Software implementing the SEFD techniques is optimized by:
[0115] parallelizing sparse matrix solvers;
[0116] multi-timing whereby variables that change more slowly
"wait" several computational time-steps while faster ones are
advanced; and
[0117] optimizing convergence criteria for various modules to
obtain the best compromise for overall program speed and
accuracy.
Sample Cases: The New Albany Shale, Antrim Shales, the Austin
Chalk, and Piceance and West Texas Basins
[0118] Basin RTM's ability to predict and characterize fractures
may be shown by comparing observed fracture locations and
characteristics with those predicted by the Basin RTM/SEFD
approach. The sensitivity of the results to noise in the seismic
data or other data uncertainties show the robustness of the
approach. The effects of the uncertainties in the basin history
parameters on the prediction of fracture characteristics, fluid
pressure, porosity, and temperature are also examined. The overall
(multi-process) dynamics of Basin RTM are compared with geological
data on sample lithologies.
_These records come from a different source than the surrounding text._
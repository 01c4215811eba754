//! Consumer loop.
//!
//! One message per iteration: receive, decode, reserve for the decoded TTR,
//! dispatch to the handler, then release on success. On handler failure the
//! message is left alone and reappears once its reservation expires.
//!
//! The loop runs sequentially. Several consumers may share one queue; the
//! remote visibility timeout keeps them from processing the same delivery.

use crate::client::QueueClient;
use crate::codec;
use crate::error::{QueueError, ValidationError, WorkerError};
use crate::message::{MessageId, ReceivedMessage};
use crate::reservation::Reservation;
use async_trait::async_trait;
use chrono::Duration;
use std::future::Future;
use std::sync::atomic::{AtomicBool, Ordering};
use std::sync::Arc;
use tracing::{debug, error, info, warn};

#[cfg(test)]
#[path = "consumer_tests.rs"]
mod tests;

/// Longest long-poll wait a run may request
pub const MAX_WAIT_SECONDS: u32 = 20;

/// Priority reported to handlers; the backend has no priorities
pub const DEFAULT_PRIORITY: u32 = 1;

// ============================================================================
// Handler Contract
// ============================================================================

/// Delivery details handed to a [`MessageHandler`] alongside the payload
#[derive(Debug, Clone, PartialEq, Eq)]
pub struct JobContext {
    pub message_id: MessageId,
    /// How many times this message has been received, including this delivery
    pub attempt: u32,
    pub priority: u32,
    /// Seconds the message stays reserved for this handler
    pub ttr_seconds: u32,
}

/// Processes the payload of one job.
///
/// Returning `Ok` deletes the message. Returning `Err` leaves it reserved until
/// the TTR elapses, after which it is delivered again. Handlers may see the same
/// payload more than once and should be idempotent.
#[async_trait]
pub trait MessageHandler: Send + Sync {
    async fn handle(&self, payload: &str, context: &JobContext) -> anyhow::Result<()>;
}

/// Handler backed by an async closure, see [`handler_fn`]
pub struct HandlerFn<F> {
    f: F,
}

/// Adapt an async closure into a [`MessageHandler`].
///
/// ```
/// use ttr_queue::handler_fn;
///
/// let handler = handler_fn(|payload: String, _context| async move {
///     println!("processing {}", payload);
///     anyhow::Ok(())
/// });
/// # let _ = handler;
/// ```
pub fn handler_fn<F, Fut>(f: F) -> HandlerFn<F>
where
    F: Fn(String, JobContext) -> Fut + Send + Sync,
    Fut: Future<Output = anyhow::Result<()>> + Send,
{
    HandlerFn { f }
}

#[async_trait]
impl<F, Fut> MessageHandler for HandlerFn<F>
where
    F: Fn(String, JobContext) -> Fut + Send + Sync,
    Fut: Future<Output = anyhow::Result<()>> + Send,
{
    async fn handle(&self, payload: &str, context: &JobContext) -> anyhow::Result<()> {
        (self.f)(payload.to_string(), context.clone()).await
    }
}

// ============================================================================
// Continuation
// ============================================================================

/// Decides, before each receive, whether the loop keeps going
pub trait ContinuationSignal: Send + Sync {
    fn should_continue(&self) -> bool;
}

impl<F> ContinuationSignal for F
where
    F: Fn() -> bool + Send + Sync,
{
    fn should_continue(&self) -> bool {
        self()
    }
}

/// Shared stop flag, typically flipped from a signal handler
#[derive(Debug, Clone, Default)]
pub struct ShutdownFlag {
    requested: Arc<AtomicBool>,
}

impl ShutdownFlag {
    pub fn new() -> Self {
        Self::default()
    }

    /// Ask the loop to stop before its next receive
    pub fn request_shutdown(&self) {
        self.requested.store(true, Ordering::SeqCst);
    }

    pub fn is_shutdown_requested(&self) -> bool {
        self.requested.load(Ordering::SeqCst)
    }
}

impl ContinuationSignal for ShutdownFlag {
    fn should_continue(&self) -> bool {
        !self.is_shutdown_requested()
    }
}

// ============================================================================
// Consumer
// ============================================================================

/// Counters for a single [`Consumer::run`]
#[derive(Debug, Clone, Copy, Default, PartialEq, Eq)]
pub struct RunSummary {
    pub received: u64,
    pub succeeded: u64,
    /// Handler failures, malformed bodies included
    pub failed: u64,
    pub malformed: u64,
}

/// Worker loop over a single queue
pub struct Consumer {
    client: Arc<dyn QueueClient>,
    reservation: Reservation,
    handler: Box<dyn MessageHandler>,
    continuation: Box<dyn ContinuationSignal>,
}

impl Consumer {
    /// Create a consumer that runs until the queue is drained or forever,
    /// depending on the `repeat` flag given to [`Consumer::run`]
    pub fn new<H>(client: Arc<dyn QueueClient>, handler: H) -> Self
    where
        H: MessageHandler + 'static,
    {
        Self {
            reservation: Reservation::new(Arc::clone(&client)),
            client,
            handler: Box::new(handler),
            continuation: Box::new(|| true),
        }
    }

    /// Replace the continuation signal checked before every receive
    pub fn with_continuation<S>(mut self, signal: S) -> Self
    where
        S: ContinuationSignal + 'static,
    {
        self.continuation = Box::new(signal);
        self
    }

    /// Run the loop.
    ///
    /// With `repeat == false` the loop returns after the first empty receive;
    /// otherwise it keeps polling until the continuation signal says stop.
    /// Each receive long-polls for up to `timeout_seconds`.
    ///
    /// # Errors
    ///
    /// - `timeout_seconds` above [`MAX_WAIT_SECONDS`]
    /// - any queue error from receive, reserve or release; the loop does not retry
    pub async fn run(&self, repeat: bool, timeout_seconds: u32) -> Result<RunSummary, WorkerError> {
        if timeout_seconds > MAX_WAIT_SECONDS {
            return Err(QueueError::from(ValidationError::OutOfRange {
                field: "timeout_seconds".to_string(),
                message: format!(
                    "must be 0-{} seconds, got {}",
                    MAX_WAIT_SECONDS, timeout_seconds
                ),
            })
            .into());
        }

        let wait = Duration::seconds(i64::from(timeout_seconds));
        let mut summary = RunSummary::default();

        info!(
            repeat,
            timeout_seconds,
            provider = %self.client.provider_type(),
            "Consumer started"
        );

        loop {
            if !self.continuation.should_continue() {
                info!("Stop requested, leaving consumer loop");
                break;
            }

            let Some(message) = self.client.receive_message(wait).await? else {
                if repeat {
                    continue;
                }
                debug!("Queue is empty, drain complete");
                break;
            };

            summary.received += 1;
            self.process(&message, &mut summary).await?;
        }

        info!(
            received = summary.received,
            succeeded = summary.succeeded,
            failed = summary.failed,
            malformed = summary.malformed,
            "Consumer stopped"
        );

        Ok(summary)
    }

    async fn process(
        &self,
        message: &ReceivedMessage,
        summary: &mut RunSummary,
    ) -> Result<(), WorkerError> {
        let job = match codec::decode(&message.body) {
            Ok(job) => job,
            Err(e) => {
                // Left visible; it will come back and fail the same way
                error!(
                    message_id = %message.message_id,
                    attempt = message.approximate_receive_count,
                    error = %e,
                    "Malformed message body"
                );
                summary.failed += 1;
                summary.malformed += 1;
                return Ok(());
            }
        };

        self.reservation.reserve(message, job.ttr_seconds).await?;

        let context = JobContext {
            message_id: message.message_id.clone(),
            attempt: message.approximate_receive_count,
            priority: DEFAULT_PRIORITY,
            ttr_seconds: job.ttr_seconds,
        };

        debug!(
            message_id = %context.message_id,
            attempt = context.attempt,
            ttr_seconds = context.ttr_seconds,
            "Dispatching job"
        );

        match self.handler.handle(&job.payload, &context).await {
            Ok(()) => {
                if !self.reservation.release(message).await? {
                    warn!(
                        message_id = %context.message_id,
                        "Delete was not acknowledged, message may be delivered again"
                    );
                }
                summary.succeeded += 1;
            }
            Err(e) => {
                warn!(
                    message_id = %context.message_id,
                    attempt = context.attempt,
                    ttr_seconds = context.ttr_seconds,
                    error = %e,
                    "Handler failed, message will reappear after its TTR"
                );
                summary.failed += 1;
            }
        }

        Ok(())
    }
}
Calibration is performed in an
iterative fashion (simulate, recalibrate, repeat) for one or more
fields such as those from the Austin Chalk, Piceance and West Texas
Basins, and the Antrim Shale. Testing success is measured by
assessing the percentage error between the SEFD-predicted and
observed locations and properties of the reservoirs. These
properties include fracture intensity, orientation and
connectivity, reservoir permeability and other flow characteristics
from production data, petroleum composition and reserve estimates,
stresses and matrix properties (mineralogy, grain size,
composition, grain breakage), and reservoir temperature.
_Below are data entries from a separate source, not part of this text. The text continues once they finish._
//! Identifiers and the received-message type shared by every provider.

use crate::error::ValidationError;
use chrono::{DateTime, Utc};
use serde::{Deserialize, Serialize};
use std::fmt;
use std::str::FromStr;

/// `as_str` and `Display` for string newtypes
macro_rules! string_newtype {
    ($name:ident) => {
        impl $name {
            pub fn as_str(&self) -> &str {
                &self.0
            }
        }

        impl fmt::Display for $name {
            fn fmt(&self, f: &mut fmt::Formatter<'_>) -> fmt::Result {
                f.write_str(&self.0)
            }
        }
    };
}

// ============================================================================
// Queue Name
// ============================================================================

/// Name of the queue a worker binds to.
///
/// Follows the SQS naming rules: up to 80 characters of ASCII letters, digits,
/// `-` and `_`, with an optional `.fifo` suffix for FIFO queues.
#[derive(Debug, Clone, PartialEq, Eq, Hash, Serialize, Deserialize)]
#[serde(try_from = "String", into = "String")]
pub struct QueueName(String);

string_newtype!(QueueName);

impl QueueName {
    pub const MAX_LENGTH: usize = 80;

    pub fn new(name: String) -> Result<Self, ValidationError> {
        let field = || "queue_name".to_string();

        if !(1..=Self::MAX_LENGTH).contains(&name.len()) {
            return Err(ValidationError::OutOfRange {
                field: field(),
                message: format!("length must be 1-{}, got {}", Self::MAX_LENGTH, name.len()),
            });
        }

        let stem = name.strip_suffix(".fifo").unwrap_or(&name);
        let allowed = |c: char| c.is_ascii_alphanumeric() || matches!(c, '-' | '_');
        if stem.is_empty() || !stem.chars().all(allowed) {
            return Err(ValidationError::InvalidFormat {
                field: field(),
                message: format!("'{}' is not a valid SQS queue name", name),
            });
        }

        Ok(Self(name))
    }

    pub fn is_fifo(&self) -> bool {
        self.0.ends_with(".fifo")
    }
}

impl FromStr for QueueName {
    type Err = ValidationError;

    fn from_str(s: &str) -> Result<Self, Self::Err> {
        Self::new(s.to_owned())
    }
}

impl TryFrom<String> for QueueName {
    type Error = ValidationError;

    fn try_from(value: String) -> Result<Self, Self::Error> {
        Self::new(value)
    }
}

impl From<QueueName> for String {
    fn from(name: QueueName) -> Self {
        name.0
    }
}

// ============================================================================
// Message and Delivery Identifiers
// ============================================================================

/// Identifier the backend assigns to a message when it is sent
#[derive(Debug, Clone, PartialEq, Eq, Hash, Serialize, Deserialize)]
#[serde(transparent)]
pub struct MessageId(String);

string_newtype!(MessageId);

impl MessageId {
    /// Random identifier for backends that do not assign their own
    pub fn new() -> Self {
        Self(uuid::Uuid::new_v4().to_string())
    }
}

impl Default for MessageId {
    fn default() -> Self {
        Self::new()
    }
}

impl FromStr for MessageId {
    type Err = ValidationError;

    fn from_str(s: &str) -> Result<Self, Self::Err> {
        match s {
            "" => Err(ValidationError::Required {
                field: "message_id".to_string(),
            }),
            id => Ok(Self(id.to_owned())),
        }
    }
}

/// Opaque token identifying one delivery of a message.
///
/// A new handle is issued on every delivery, so a handle held past its
/// visibility window is stale even when the same message is still queued.
#[derive(Debug, Clone, PartialEq, Eq, Hash)]
pub struct ReceiptHandle(String);

string_newtype!(ReceiptHandle);

impl ReceiptHandle {
    pub fn new(handle: impl Into<String>) -> Self {
        Self(handle.into())
    }

    pub fn is_empty(&self) -> bool {
        self.0.is_empty()
    }
}

/// UTC instant at which a delivery was observed locally
#[derive(Debug, Clone, Copy, PartialEq, Eq, PartialOrd, Ord, Serialize, Deserialize)]
#[serde(transparent)]
pub struct Timestamp(DateTime<Utc>);

impl Timestamp {
    pub fn now() -> Self {
        Self(Utc::now())
    }
}

impl fmt::Display for Timestamp {
    fn fmt(&self, f: &mut fmt::Formatter<'_>) -> fmt::Result {
        write!(f, "{}", self.0.to_rfc3339())
    }
}

// ============================================================================
// Received Message
// ============================================================================

/// One delivery of a message, valid for a single consumer-loop iteration
#[derive(Debug, Clone)]
pub struct ReceivedMessage {
    pub message_id: MessageId,
    /// Raw body, expected to be `{ttr};{payload}`
    pub body: String,
    pub receipt_handle: Option<ReceiptHandle>,
    /// Delivery attempt, starting at 1
    pub approximate_receive_count: u32,
    pub received_at: Timestamp,
}

impl ReceivedMessage {
    /// Receipt handle usable for visibility changes and deletion, if any
    pub fn usable_receipt(&self) -> Option<&ReceiptHandle> {
        self.receipt_handle.as_ref().filter(|r| !r.is_empty())
    }
}

#[cfg(test)]
#[path = "message_tests.rs"]
mod tests;
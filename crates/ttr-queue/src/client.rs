//! Queue client contract and factory.
//!
//! [`QueueClient`] is the only network-facing boundary of the crate. Every call
//! is independently parameterized, so one client can be created up front and
//! shared by all loop iterations through an `Arc`.

use crate::error::QueueError;
use crate::message::{MessageId, ReceiptHandle, ReceivedMessage};
use crate::provider::{ProviderConfig, ProviderType, QueueConfig};
use crate::providers::{AwsSqsProvider, InMemoryProvider};
use async_trait::async_trait;
use chrono::Duration;
use std::sync::Arc;
use tracing::info;

#[cfg(test)]
#[path = "client_tests.rs"]
mod tests;

/// Operations a visibility-timeout queue must provide, bound to a single queue
#[async_trait]
pub trait QueueClient: Send + Sync {
    /// Long-poll for at most one message, waiting up to `wait` (0-20 seconds)
    async fn receive_message(&self, wait: Duration)
        -> Result<Option<ReceivedMessage>, QueueError>;

    /// Hide the delivery identified by `receipt` for `timeout` from now.
    ///
    /// Fails with [`QueueError::MessageNotFound`] when the handle is stale.
    async fn change_visibility(
        &self,
        receipt: &ReceiptHandle,
        timeout: Duration,
    ) -> Result<(), QueueError>;

    /// Remove the delivery identified by `receipt`.
    ///
    /// Returns `true` when the backend acknowledged the delete.
    async fn delete_message(&self, receipt: &ReceiptHandle) -> Result<bool, QueueError>;

    /// Enqueue a raw body, invisible for `delay` before it can be received
    async fn send_message(&self, body: &str, delay: Duration) -> Result<MessageId, QueueError>;

    /// Remove all messages. Completion is eventually consistent.
    async fn purge(&self) -> Result<(), QueueError>;

    /// Get provider type
    fn provider_type(&self) -> ProviderType;
}

/// Factory for creating queue clients with appropriate providers
pub struct QueueClientFactory;

impl QueueClientFactory {
    /// Create queue client from configuration
    pub async fn create_client(config: &QueueConfig) -> Result<Arc<dyn QueueClient>, QueueError> {
        config.validate()?;

        let client: Arc<dyn QueueClient> = match &config.provider {
            ProviderConfig::InMemory(in_memory_config) => {
                Arc::new(InMemoryProvider::new(in_memory_config.clone()))
            }
            ProviderConfig::AwsSqs(aws_config) => Arc::new(
                AwsSqsProvider::new(aws_config.clone(), config.queue_name.clone()).await?,
            ),
        };

        info!(
            queue = %config.queue_name,
            provider = %client.provider_type(),
            "Created queue client"
        );

        Ok(client)
    }

    /// Create test client with in-memory provider
    pub fn create_test_client() -> Arc<dyn QueueClient> {
        Arc::new(InMemoryProvider::default())
    }
}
[0119] As a first example of the use of the SEFD technique,
consider the Illinois and Michigan Basins, especially the New
Albany and Antrim Shales. Abundant well control and other data are
available for these basins. FIG. 15 summarizes the Illinois Basin
data set available. A similar richness of data exists for the
systems of FIG. 2. Input files for Basin RTM were compiled from
these sources to determine the suitability of the available data
(FIG. 16). Two wells are the focus of preliminary 1-D simulations,
the Unocal No. 1 Cisne in Wayne County, Ill., and the Indiana Farm
Bureau No. 1 Brown in Lawrence County, Ind. Simulations produced by
Basin RTM revealed the evolution of porosity. The results show
fracture enhancement of permeability during the last 200 million
years of basin evolution (FIG. 16) and indicate that much new
information can be learned about fracture location and
characteristics through SEFD. FIG. 17 shows a Basin RTM-constructed
3-D section.
[0120] The second example, the Austin Chalk (AC), is a prolific,
apparently self-sourced, formation in the onshore U.S. Gulf Coast
(FIG. 18). As gas and oil producing zones (FIG. 19) are typically
of low matrix permeability, fracture sweetspots are key to
producibility. The difficulty in locating the latter is a serious
limitation to the development of this resource.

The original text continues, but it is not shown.